Jeudi 15 octobre 1998
Les Français jugent sévèrement l'action de Jean Paul II
Dans un sondage CSA pour " Le Monde " et " La Vie ", réalisé pour le vingtième anniversaire de l'élection du pape, 53 % des personnes interrogées désapprouvent ou expriment des réserves. Ses prises de position en faveur de la paix et des droits de l'homme sont pourtant reconnues
VINGT ANS
après l'élection de Jean Paul II à la tête de l'Eglise catholique, l'opinion française porte un jugement globalement critique sur son action. Le taux d'approbation est en chute régulière. Trois enquêtes (1988, 1996, 1998) de l'institut CSA, posant la question dans les mêmes termes, permettent de mesurer ce déclin. Il est plus accentué chez les jeunes, si l'on en croit les ventilations non publiées dans les tableaux ci-contre : les deux tiers des Français de moins de 25 ans interrogés expriment des " réserves " (36 %) ou " désapprouvent " (30 %) l'action de ce pape.
Ce résultat est d'autant plus instructif que, dans la précédente enquête de 1988, plus d'un quart des personnes interrogées (26 %) n'avaient pas répondu à la question. Aujourd'hui, ils ne sont plus que 15 % à ne pas se prononcer. Autrement dit, si le pape bénéficiait encore, il y a dix ans, d'une certaine expectative, les opinions sont plus tranchées aujourd'hui et majoritairement négatives.
Une nuance importante doit toutefois être relevée, qui tient à la fréquence de la pratique religieuse. Le taux d'approbation de l'action du pape, dans la population des catholiques pratiquants réguliers (10 % de la population française selon les instituts de sondage), est passé de 87 % en 1988 à 68 % en 1996. Il est légèrement remonté dans notre sondage d'aujourd'hui (71 %) ( se reporter au tableau 1). Ce qui veut dire que le " noyau dur " du catholicisme résiste à la pente déclinante et que le raidissement du discours doctrinal du pape, ajouté à la mobilisation de l'Eglise lors de manifestations fortement identitaires - comme les Journées mondiales de la jeunesse à Paris il y a un an -, est plutôt apprécié par ce " noyau dur " de fidèles.
Sur cette question, le clivage se révèle de plus en plus net entre les " catholiques pratiquants réguliers " et les " pratiquants irréguliers " (ceux qui, par exemple, assistent aux célébrations les jours de fête religieuse), dont la sympathie pour l'action du pape est en baisse constante depuis dix ans (69 % en 1988, 52 % en 1996, 47 % aujourd'hui). Les " irréguliers " se trouvent désormais plus proches des non-pratiquants que des catholiques " réguliers".
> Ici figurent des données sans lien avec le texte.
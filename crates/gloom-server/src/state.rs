//! State shared between the websocket handlers and the game loop thread.

use std::sync::atomic::{AtomicU64, Ordering};
use std::sync::mpsc;
use std::sync::{Arc, Mutex};

use tokio::sync::mpsc::UnboundedSender;

use gloom_core::commands::ClientMessage;
use gloom_core::state::GameStateSnapshot;
use gloom_core::types::PlayerId;

use crate::error::ServerError;

/// Per-connection queue of serialized outbound frames.
pub type Outbox = UnboundedSender<String>;

/// Commands sent from connection handlers to the game loop thread.
#[derive(Debug)]
pub enum GameLoopCommand {
    /// A client connected; frames for it go to `outbox`.
    Connect { player: PlayerId, outbox: Outbox },
    /// A client's connection closed.
    Disconnect(PlayerId),
    /// A parsed message from a client.
    Client {
        player: PlayerId,
        message: ClientMessage,
    },
    /// Shut down the game loop thread gracefully.
    Shutdown,
}

/// Shared application state, cloned into every axum handler.
#[derive(Clone)]
pub struct AppState {
    /// Channel sender to forward commands to the game loop thread.
    pub command_tx: mpsc::Sender<GameLoopCommand>,
    /// Latest snapshot, updated by the game loop thread after each tick.
    pub latest_snapshot: Arc<Mutex<Option<GameStateSnapshot>>>,
    next_player_id: Arc<AtomicU64>,
}

impl AppState {
    pub fn new(
        command_tx: mpsc::Sender<GameLoopCommand>,
        latest_snapshot: Arc<Mutex<Option<GameStateSnapshot>>>,
    ) -> Self {
        Self {
            command_tx,
            latest_snapshot,
            next_player_id: Arc::new(AtomicU64::new(1)),
        }
    }

    /// Hand out the next connection id. Ids are never reused.
    pub fn next_player_id(&self) -> PlayerId {
        PlayerId(self.next_player_id.fetch_add(1, Ordering::Relaxed))
    }

    pub fn send(&self, command: GameLoopCommand) -> Result<(), ServerError> {
        self.command_tx
            .send(command)
            .map_err(|_| ServerError::GameLoopClosed)
    }

    /// Number of players in the latest snapshot.
    pub fn player_count(&self) -> usize {
        self.latest_snapshot
            .lock()
            .ok()
            .and_then(|lock| lock.as_ref().map(|snap| snap.players.len()))
            .unwrap_or(0)
    }
}

#[cfg(test)]
mod tests {
    use super::*;

    #[test]
    fn test_player_ids_are_unique_and_increasing() {
        let (tx, _rx) = mpsc::channel();
        let state = AppState::new(tx, Arc::new(Mutex::new(None)));
        let clone = state.clone();
        let a = state.next_player_id();
        let b = clone.next_player_id();
        assert!(b > a);
    }

    #[test]
    fn test_player_count_without_snapshot() {
        let (tx, _rx) = mpsc::channel();
        let state = AppState::new(tx, Arc::new(Mutex::new(None)));
        assert_eq!(state.player_count(), 0);
    }

    #[test]
    fn test_send_after_loop_exit_fails() {
        let (tx, rx) = mpsc::channel();
        drop(rx);
        let state = AppState::new(tx, Arc::new(Mutex::new(None)));
        assert!(matches!(
            state.send(GameLoopCommand::Shutdown),
            Err(ServerError::GameLoopClosed)
        ));
    }
}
" Rassembleur ", mais peu " novateur "
Les appréciations sont plus nuancées dès qu'on cherche à qualifier l'action de ce pape depuis vingt ans (se reporter au tableau 2). Les Français lui reconnaissent des qualités d'entraînement (il est " rassembleur " et " suscite l'engagement " pour près des deux tiers d'entre eux), de " proximité des gens " et d'" ouverture au monde actuel ". Toutes les catégories de population se retrouvent derrière ces qualificatifs.
Mais si le style de l'homme plaît, le " fond " du discours du pape divise autant. L'opinion est partagée (46 % pour et 46 % contre) sur le qualificatif de " tolérance " servant à le désigner. Elle ne le trouve pas " novateur ", ni " visionnaire ". Autrement dit, si la capacité de ce pape à comprendre certaines évolutions ne lui est pas contestée, l'opinion semble regretter le frein qu'il met aux dynamismes à l'oeuvre dans la société moderne.
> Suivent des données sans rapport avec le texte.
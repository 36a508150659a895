//! Core types and definitions for the GLOOM simulation.
//!
//! This crate defines the vocabulary shared across all other crates:
//! ids, components, commands, wire messages, state snapshots and constants.
//! It has no dependency on the ECS, the network runtime or any randomness.

pub mod commands;
pub mod components;
pub mod constants;
pub mod enums;
pub mod events;
pub mod state;
pub mod types;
Les jeunes de moins de 25 ans, en particulier, n'ignorent pas sa capacité à rassembler des foules et à les mobiliser (62 %). Mais ils décrochent dès qu'on leur demande de se prononcer sur l'" ouverture " du pape au monde actuel : 38 % lui reconnaissent cette qualité, contre 58 %.
De même lui contestent-ils, à des taux records, les qualités de " novateur " (67 %) et de " visionnaire " (70 %). A l'inverse, les Français âgés, plus capables de mesurer l'action du chef de l'Eglise catholique sur vingt ans, sont plus nombreux à le considérer comme " novateur " (44 %, contre 42 %) et " visionnaire " (44 %, contre 34 %). De même, les catholiques pratiquants réguliers applaudissent presque sans réserves toutes les propositions formulées dans cette question.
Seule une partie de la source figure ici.